Saved data entries:
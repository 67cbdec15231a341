//! Task selection strategies.

use taskman_core::Task;

/// Strategy for picking the next task among executable candidates.
///
/// Candidates arrive in insertion order and are already filtered to pending,
/// executable tasks.
pub trait TaskSelector: Send + Sync {
    /// Select the next task.
    fn select<'a>(&self, candidates: &[&'a Task]) -> Option<&'a Task>;
}

/// Default selector: lowest priority number, then earliest due date.
///
/// Remaining ties go to the first candidate in insertion order.
#[derive(Debug, Clone, Copy, Default)]
pub struct DefaultSelector;

impl DefaultSelector {
    /// Create a new default selector.
    pub fn new() -> Self {
        Self
    }
}

impl TaskSelector for DefaultSelector {
    fn select<'a>(&self, candidates: &[&'a Task]) -> Option<&'a Task> {
        // min_by_key keeps the first of several equal minima
        candidates
            .iter()
            .copied()
            .min_by_key(|t| (t.priority(), t.due_date()))
    }
}
//! Storage abstraction and implementations for taskman.
//!
//! This crate provides a trait-based storage interface with a JSON file
//! implementation and an in-memory one.

#![warn(missing_docs)]

pub mod trait_;
pub mod json_storage;
pub mod memory;

pub use trait_::{Storage, StorageError, Result};
pub use json_storage::JsonStorage;
pub use memory::MemoryStorage;
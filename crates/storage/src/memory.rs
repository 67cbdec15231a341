//! In-memory storage, shared between clones.

use std::sync::Arc;

use taskman_core::Task;
use tokio::sync::Mutex;

use super::{Result, Storage};

#[derive(Debug, Default)]
struct Inner {
    tasks: Vec<Task>,
    saves: usize,
}

/// Storage that keeps the task list in memory.
///
/// Clones share the same contents, so a caller can hand one clone to a
/// registry and inspect what it flushed through another.
#[derive(Debug, Clone, Default)]
pub struct MemoryStorage {
    inner: Arc<Mutex<Inner>>,
}

impl MemoryStorage {
    /// Create an empty store.
    pub fn new() -> Self {
        Self::default()
    }

    /// Create a store pre-populated with `tasks`.
    pub fn with_tasks(tasks: Vec<Task>) -> Self {
        Self {
            inner: Arc::new(Mutex::new(Inner { tasks, saves: 0 })),
        }
    }

    /// Current stored contents.
    pub async fn snapshot(&self) -> Vec<Task> {
        self.inner.lock().await.tasks.clone()
    }

    /// Number of saves performed so far.
    pub async fn save_count(&self) -> usize {
        self.inner.lock().await.saves
    }
}

#[async_trait::async_trait]
impl Storage for MemoryStorage {
    async fn load(&self) -> Result<Vec<Task>> {
        Ok(self.snapshot().await)
    }

    async fn save(&mut self, tasks: &[Task]) -> Result<()> {
        let mut inner = self.inner.lock().await;
        inner.tasks = tasks.to_vec();
        inner.saves += 1;
        Ok(())
    }
}

#[cfg(test)]
mod tests {
    use super::*;

    #[tokio::test]
    async fn test_clones_share_contents() {
        let storage = MemoryStorage::new();
        let mut writer = storage.clone();

        let tasks = vec![Task::new("A", 1, "2024-01-10", vec![]).unwrap()];
        writer.save(&tasks).await.unwrap();

        assert_eq!(storage.load().await.unwrap(), tasks);
        assert_eq!(storage.save_count().await, 1);
    }

    #[tokio::test]
    async fn test_with_tasks() {
        let tasks = vec![Task::new("A", 1, "2024-01-10", vec![]).unwrap()];
        let storage = MemoryStorage::with_tasks(tasks.clone());
        assert_eq!(storage.snapshot().await, tasks);
        assert_eq!(storage.save_count().await, 0);
    }
}
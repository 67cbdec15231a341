//! Task model - the unit of work tracked by the registry.

use crate::Date;
use serde::{Deserialize, Serialize};

use crate::date::{format_due_date, parse_due_date};
use crate::error::ValidationError;

/// A task with a priority, a due date, and named dependencies.
///
/// Fields are read through accessors; the only mutation after construction
/// is [`Task::mark_completed`].
#[derive(Debug, Clone, PartialEq, Eq, Serialize, Deserialize)]
#[serde(try_from = "TaskRecord", into = "TaskRecord")]
pub struct Task {
    name: String,
    priority: i64,
    due_date: Date,
    dependencies: Vec<String>,
    completed: bool,
}

impl Task {
    /// Build a pending task from raw inputs.
    ///
    /// The name is trimmed; the due date must be `YYYY-MM-DD`.
    pub fn new(
        name: impl Into<String>,
        priority: i64,
        due_date: &str,
        dependencies: Vec<String>,
    ) -> Result<Self, ValidationError> {
        let name: String = name.into();
        let name = name.trim();
        if name.is_empty() {
            return Err(ValidationError::EmptyName);
        }
        let due_date = parse_due_date(due_date)?;

        Ok(Self {
            name: name.to_string(),
            priority,
            due_date,
            dependencies,
            completed: false,
        })
    }

    /// Set the completed flag at construction time.
    pub fn with_completed(mut self, completed: bool) -> Self {
        self.completed = completed;
        self
    }

    /// Task name as entered.
    pub fn name(&self) -> &str {
        &self.name
    }

    /// Priority (lower is more important).
    pub fn priority(&self) -> i64 {
        self.priority
    }

    /// Due date.
    pub fn due_date(&self) -> Date {
        self.due_date
    }

    /// Names of the tasks this one depends on.
    pub fn dependencies(&self) -> &[String] {
        &self.dependencies
    }

    /// Whether the task has been completed.
    pub fn is_completed(&self) -> bool {
        self.completed
    }

    /// Mark the task as completed. There is no way back.
    pub fn mark_completed(&mut self) {
        self.completed = true;
    }

    /// Case-insensitive exact name match.
    pub fn matches_name(&self, name: &str) -> bool {
        self.name.to_lowercase() == name.trim().to_lowercase()
    }
}

impl std::fmt::Display for Task {
    fn fmt(&self, f: &mut std::fmt::Formatter<'_>) -> std::fmt::Result {
        write!(
            f,
            "{} | priority {} | due {} | depends on [{}]",
            self.name,
            self.priority,
            format_due_date(self.due_date),
            self.dependencies.join(", ")
        )
    }
}

/// Serialized form of a [`Task`].
///
/// Loading a record runs the same validation as [`Task::new`].
#[derive(Debug, Clone, PartialEq, Eq, Serialize, Deserialize)]
pub struct TaskRecord {
    /// Task name
    pub name: String,

    /// Priority
    pub priority: i64,

    /// Due date as `YYYY-MM-DD`
    pub due_date: String,

    /// Dependency names
    #[serde(default)]
    pub dependencies: Vec<String>,

    /// Completion flag
    #[serde(default)]
    pub completed: bool,
}

impl From<Task> for TaskRecord {
    fn from(task: Task) -> Self {
        Self {
            name: task.name,
            priority: task.priority,
            due_date: format_due_date(task.due_date),
            dependencies: task.dependencies,
            completed: task.completed,
        }
    }
}

impl TryFrom<TaskRecord> for Task {
    type Error = ValidationError;

    fn try_from(record: TaskRecord) -> Result<Self, Self::Error> {
        Ok(Task::new(record.name, record.priority, &record.due_date, record.dependencies)?
            .with_completed(record.completed))
    }
}

/// Parse a priority typed as text.
pub fn parse_priority(input: &str) -> Result<i64, ValidationError> {
    input
        .trim()
        .parse()
        .map_err(|_| ValidationError::InvalidPriority(input.to_string()))
}

/// Split a comma-separated list of dependency names.
///
/// Entries are trimmed and blanks dropped, so `""` yields no dependencies.
pub fn parse_dependency_list(input: &str) -> Vec<String> {
    input
        .split(',')
        .map(str::trim)
        .filter(|s| !s.is_empty())
        .map(String::from)
        .collect()
}
//! Explorer configuration
//!
//! Values come from built-in defaults, then `LM_*` environment variables,
//! then command-line overrides applied by the binary.

use std::env;
use std::time::Duration;
use url::Url;

use crate::error::{ExplorerError, ExplorerResult};

pub const DEFAULT_SERVICE_URL: &str = "http://127.0.0.1:5000";
pub const DEFAULT_DEBOUNCE_MS: u64 = 300;
pub const DEFAULT_REQUEST_TIMEOUT_MS: u64 = 5000;
pub const DEFAULT_HISTORY_CAPACITY: usize = 5;
pub const DEFAULT_TOP_K: usize = 5;

#[derive(Debug, Clone, PartialEq)]
pub struct ExplorerConfig {
    /// Base URL of the scoring service
    pub service_url: String,
    /// Quiet interval before a typed input is dispatched
    pub debounce: Duration,
    /// Upper bound on a single service call
    pub request_timeout: Duration,
    /// Maximum number of entries kept in history
    pub history_capacity: usize,
    /// Suggestions kept per smoothing variant
    pub top_k: usize,
}

impl Default for ExplorerConfig {
    fn default() -> Self {
        Self {
            service_url: DEFAULT_SERVICE_URL.to_string(),
            debounce: Duration::from_millis(DEFAULT_DEBOUNCE_MS),
            request_timeout: Duration::from_millis(DEFAULT_REQUEST_TIMEOUT_MS),
            history_capacity: DEFAULT_HISTORY_CAPACITY,
            top_k: DEFAULT_TOP_K,
        }
    }
}

impl ExplorerConfig {
    /// Load configuration from `LM_*` environment variables, falling back to defaults
    pub fn from_env() -> ExplorerResult<Self> {
        let mut config = Self::default();

        if let Ok(url) = env::var("LM_SERVICE_URL") {
            config.service_url = url;
        }
        if let Some(ms) = parse_env::<u64>("LM_DEBOUNCE_MS")? {
            config.debounce = Duration::from_millis(ms);
        }
        if let Some(ms) = parse_env::<u64>("LM_REQUEST_TIMEOUT_MS")? {
            config.request_timeout = Duration::from_millis(ms);
        }
        if let Some(capacity) = parse_env::<usize>("LM_HISTORY_CAPACITY")? {
            config.history_capacity = capacity;
        }
        if let Some(top_k) = parse_env::<usize>("LM_TOP_K")? {
            config.top_k = top_k;
        }

        config.validate()?;
        Ok(config)
    }

    pub fn with_service_url(mut self, url: impl Into<String>) -> Self {
        self.service_url = url.into();
        self
    }

    pub fn with_debounce(mut self, debounce: Duration) -> Self {
        self.debounce = debounce;
        self
    }

    pub fn with_request_timeout(mut self, timeout: Duration) -> Self {
        self.request_timeout = timeout;
        self
    }

    pub fn with_history_capacity(mut self, capacity: usize) -> Self {
        self.history_capacity = capacity;
        self
    }

    pub fn with_top_k(mut self, top_k: usize) -> Self {
        self.top_k = top_k;
        self
    }

    /// Reject settings the coordinator cannot run with
    pub fn validate(&self) -> ExplorerResult<()> {
        let url = Url::parse(&self.service_url)
            .map_err(|e| ExplorerError::config(format!("Invalid service URL '{}': {}", self.service_url, e)))?;
        if !matches!(url.scheme(), "http" | "https") {
            return Err(ExplorerError::config(format!(
                "Service URL must be http or https, got '{}'",
                url.scheme()
            )));
        }
        if self.history_capacity == 0 {
            return Err(ExplorerError::config("History capacity must be at least 1"));
        }
        if self.top_k == 0 {
            return Err(ExplorerError::config("Top-K must be at least 1"));
        }
        if self.request_timeout.is_zero() {
            return Err(ExplorerError::config("Request timeout must be greater than zero"));
        }
        Ok(())
    }

    /// Full URL of `path` on the configured service
    pub fn endpoint_url(&self, path: &str) -> String {
        format!("{}/{}", self.service_url.trim_end_matches('/'), path.trim_start_matches('/'))
    }
}

fn parse_env<T: std::str::FromStr>(name: &str) -> ExplorerResult<Option<T>> {
    match env::var(name) {
        Ok(raw) => raw
            .trim()
            .parse::<T>()
            .map(Some)
            .map_err(|_| ExplorerError::config(format!("{name} must be a non-negative integer, got '{raw}'"))),
        Err(_) => Ok(None),
    }
}

#[cfg(test)]
mod tests {
    use super::*;

    #[test]
    fn test_defaults_are_valid() {
        let config = ExplorerConfig::default();
        assert!(config.validate().is_ok());
        assert_eq!(config.debounce, Duration::from_millis(300));
        assert_eq!(config.history_capacity, 5);
        assert_eq!(config.top_k, 5);
    }

    #[test]
    fn test_rejects_zero_capacity_and_top_k() {
        assert!(ExplorerConfig::default().with_history_capacity(0).validate().is_err());
        assert!(ExplorerConfig::default().with_top_k(0).validate().is_err());
        assert!(ExplorerConfig::default().with_request_timeout(Duration::ZERO).validate().is_err());
    }

    #[test]
    fn test_rejects_bad_urls() {
        assert!(ExplorerConfig::default().with_service_url("not a url").validate().is_err());
        assert!(ExplorerConfig::default().with_service_url("ftp://host").validate().is_err());
    }

    #[test]
    fn test_endpoint_url_joins_slashes() {
        let config = ExplorerConfig::default().with_service_url("http://localhost:5000/");
        assert_eq!(config.endpoint_url("/autocorrect"), "http://localhost:5000/autocorrect");

        let config = ExplorerConfig::default().with_service_url("http://localhost:5000/api");
        assert_eq!(config.endpoint_url("/autocomplete"), "http://localhost:5000/api/autocomplete");
    }
}
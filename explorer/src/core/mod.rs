//! Explorer core: normalization, aggregation, history and request flow

pub mod aggregator;
pub mod coordinator;
pub mod debouncer;
pub mod history;
pub mod normalizer;

pub use aggregator::{
    CandidateComparison, Estimator, Ratio, SeriesPoint, TrendPoint, VariantRow, compare_candidates,
    correction_shares, cross_variant_rows, distribution_shares, history_trend, side_by_side,
    suggestion_shares,
};
pub use coordinator::{ApplyOutcome, Completion, RequestCoordinator};
pub use debouncer::{DebouncedAction, InputDebouncer};
pub use history::HistoryLedger;
pub use normalizer::Normalizer;
//! Tests for explorer service components
//!
//! The HTTP client is exercised against a local wiremock server standing in
//! for the scoring service.
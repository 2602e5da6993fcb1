//! Core shared types and identifiers

use serde::{Deserialize, Serialize};
use std::fmt;
use std::str::FromStr;
use uuid::Uuid;

use crate::errors::SharedError;

/// Unique identifier for an interactive session
#[derive(Clone, Debug, PartialEq, Eq, Hash, Serialize, Deserialize)]
pub struct SessionId(Uuid);

impl SessionId {
    pub fn new() -> Self {
        Self(Uuid::new_v4())
    }

    /// First eight hex digits, enough to tell sessions apart in logs
    pub fn short(&self) -> String {
        self.0.simple().to_string()[..8].to_string()
    }
}

impl Default for SessionId {
    fn default() -> Self {
        Self::new()
    }
}

impl fmt::Display for SessionId {
    fn fmt(&self, f: &mut fmt::Formatter<'_>) -> fmt::Result {
        write!(f, "{}", self.0)
    }
}

/// The kinds of question the scoring service can answer.
///
/// Each kind owns an independent staleness counter and result slot.
#[derive(Debug, Clone, Copy, PartialEq, Eq, Hash, PartialOrd, Ord, Serialize, Deserialize)]
pub enum QueryKind {
    Autocomplete,
    Autocorrect,
    SentenceProbability,
}

impl QueryKind {
    pub const ALL: [QueryKind; 3] = [
        QueryKind::Autocomplete,
        QueryKind::Autocorrect,
        QueryKind::SentenceProbability,
    ];

    /// Path of the service endpoint answering this kind
    pub fn endpoint(&self) -> &'static str {
        match self {
            QueryKind::Autocomplete => "/autocomplete",
            QueryKind::Autocorrect => "/autocorrect",
            QueryKind::SentenceProbability => "/sentence_probability",
        }
    }

    /// Stable slot index, used for per-kind arrays
    pub fn index(&self) -> usize {
        match self {
            QueryKind::Autocomplete => 0,
            QueryKind::Autocorrect => 1,
            QueryKind::SentenceProbability => 2,
        }
    }
}

impl fmt::Display for QueryKind {
    fn fmt(&self, f: &mut fmt::Formatter<'_>) -> fmt::Result {
        let name = match self {
            QueryKind::Autocomplete => "autocomplete",
            QueryKind::Autocorrect => "autocorrect",
            QueryKind::SentenceProbability => "sentence_probability",
        };
        f.pad(name)
    }
}

impl FromStr for QueryKind {
    type Err = SharedError;

    fn from_str(s: &str) -> Result<Self, Self::Err> {
        match s.trim().to_lowercase().as_str() {
            "autocomplete" | "complete" => Ok(QueryKind::Autocomplete),
            "autocorrect" | "correct" => Ok(QueryKind::Autocorrect),
            "sentence_probability" | "sentence" | "prob" => Ok(QueryKind::SentenceProbability),
            _ => Err(SharedError::UnknownQueryKind { input: s.to_string() }),
        }
    }
}

/// Probability-estimation schemes the language model reports side by side
#[derive(Debug, Clone, Copy, PartialEq, Eq, Hash, PartialOrd, Ord, Serialize, Deserialize)]
pub enum SmoothingVariant {
    NoSmoothing,
    Laplace,
    KneserNey,
}

impl SmoothingVariant {
    pub const ALL: [SmoothingVariant; 3] = [
        SmoothingVariant::NoSmoothing,
        SmoothingVariant::Laplace,
        SmoothingVariant::KneserNey,
    ];

    /// Field name carrying this variant in an autocomplete payload
    pub fn payload_key(&self) -> &'static str {
        match self {
            SmoothingVariant::NoSmoothing => "no_smoothing",
            SmoothingVariant::Laplace => "laplace_smoothing",
            SmoothingVariant::KneserNey => "kneser_ney",
        }
    }
}

impl fmt::Display for SmoothingVariant {
    fn fmt(&self, f: &mut fmt::Formatter<'_>) -> fmt::Result {
        let label = match self {
            SmoothingVariant::NoSmoothing => "No Smoothing",
            SmoothingVariant::Laplace => "Laplace",
            SmoothingVariant::KneserNey => "Kneser-Ney",
        };
        f.pad(label)
    }
}

impl FromStr for SmoothingVariant {
    type Err = SharedError;

    fn from_str(s: &str) -> Result<Self, Self::Err> {
        match s.trim().to_lowercase().as_str() {
            "no_smoothing" | "none" | "unsmoothed" => Ok(SmoothingVariant::NoSmoothing),
            "laplace" | "laplace_smoothing" | "add_one" => Ok(SmoothingVariant::Laplace),
            "kneser_ney" | "kneser-ney" | "kn" => Ok(SmoothingVariant::KneserNey),
            _ => Err(SharedError::UnknownVariant { input: s.to_string() }),
        }
    }
}

#[cfg(test)]
mod tests {
    use super::*;

    #[test]
    fn test_query_kind_round_trips_through_display() {
        for kind in QueryKind::ALL {
            let parsed: QueryKind = kind.to_string().parse().unwrap();
            assert_eq!(parsed, kind);
        }
    }

    #[test]
    fn test_query_kind_aliases() {
        assert_eq!("correct".parse::<QueryKind>().unwrap(), QueryKind::Autocorrect);
        assert_eq!("Sentence".parse::<QueryKind>().unwrap(), QueryKind::SentenceProbability);
        assert!("translate".parse::<QueryKind>().is_err());
    }

    #[test]
    fn test_endpoints_are_distinct() {
        assert_eq!(QueryKind::Autocomplete.endpoint(), "/autocomplete");
        assert_eq!(QueryKind::Autocorrect.endpoint(), "/autocorrect");
        assert_eq!(QueryKind::SentenceProbability.endpoint(), "/sentence_probability");
    }

    #[test]
    fn test_variant_payload_keys() {
        assert_eq!(SmoothingVariant::Laplace.payload_key(), "laplace_smoothing");
        assert_eq!("kn".parse::<SmoothingVariant>().unwrap(), SmoothingVariant::KneserNey);
    }

    #[test]
    fn test_session_id_short_form() {
        let id = SessionId::new();
        assert_eq!(id.short().len(), 8);
        assert!(id.to_string().replace('-', "").starts_with(&id.short()));
        assert_ne!(id, SessionId::new());
    }
}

Task to carry out: Keeping every character as it is, restate the lines above that run from the line with "self.history_capacity = capacity;" through the line with "if self.history_capacity == 0", both included, and nothing else.

The completed task:
        self.history_capacity = capacity;
        self
    }

    pub fn with_top_k(mut self, top_k: usize) -> Self {
        self.top_k = top_k;
        self
    }

    /// Reject settings the coordinator cannot run with
    pub fn validate(&self) -> ExplorerResult<()> {
        let url = Url::parse(&self.service_url)
            .map_err(|e| ExplorerError::config(format!("Invalid service URL '{}': {}", self.service_url, e)))?;
        if !matches!(url.scheme(), "http" | "https") {
            return Err(ExplorerError::config(format!(
                "Service URL must be http or https, got '{}'",
                url.scheme()
            )));
        }
        if self.history_capacity == 0 {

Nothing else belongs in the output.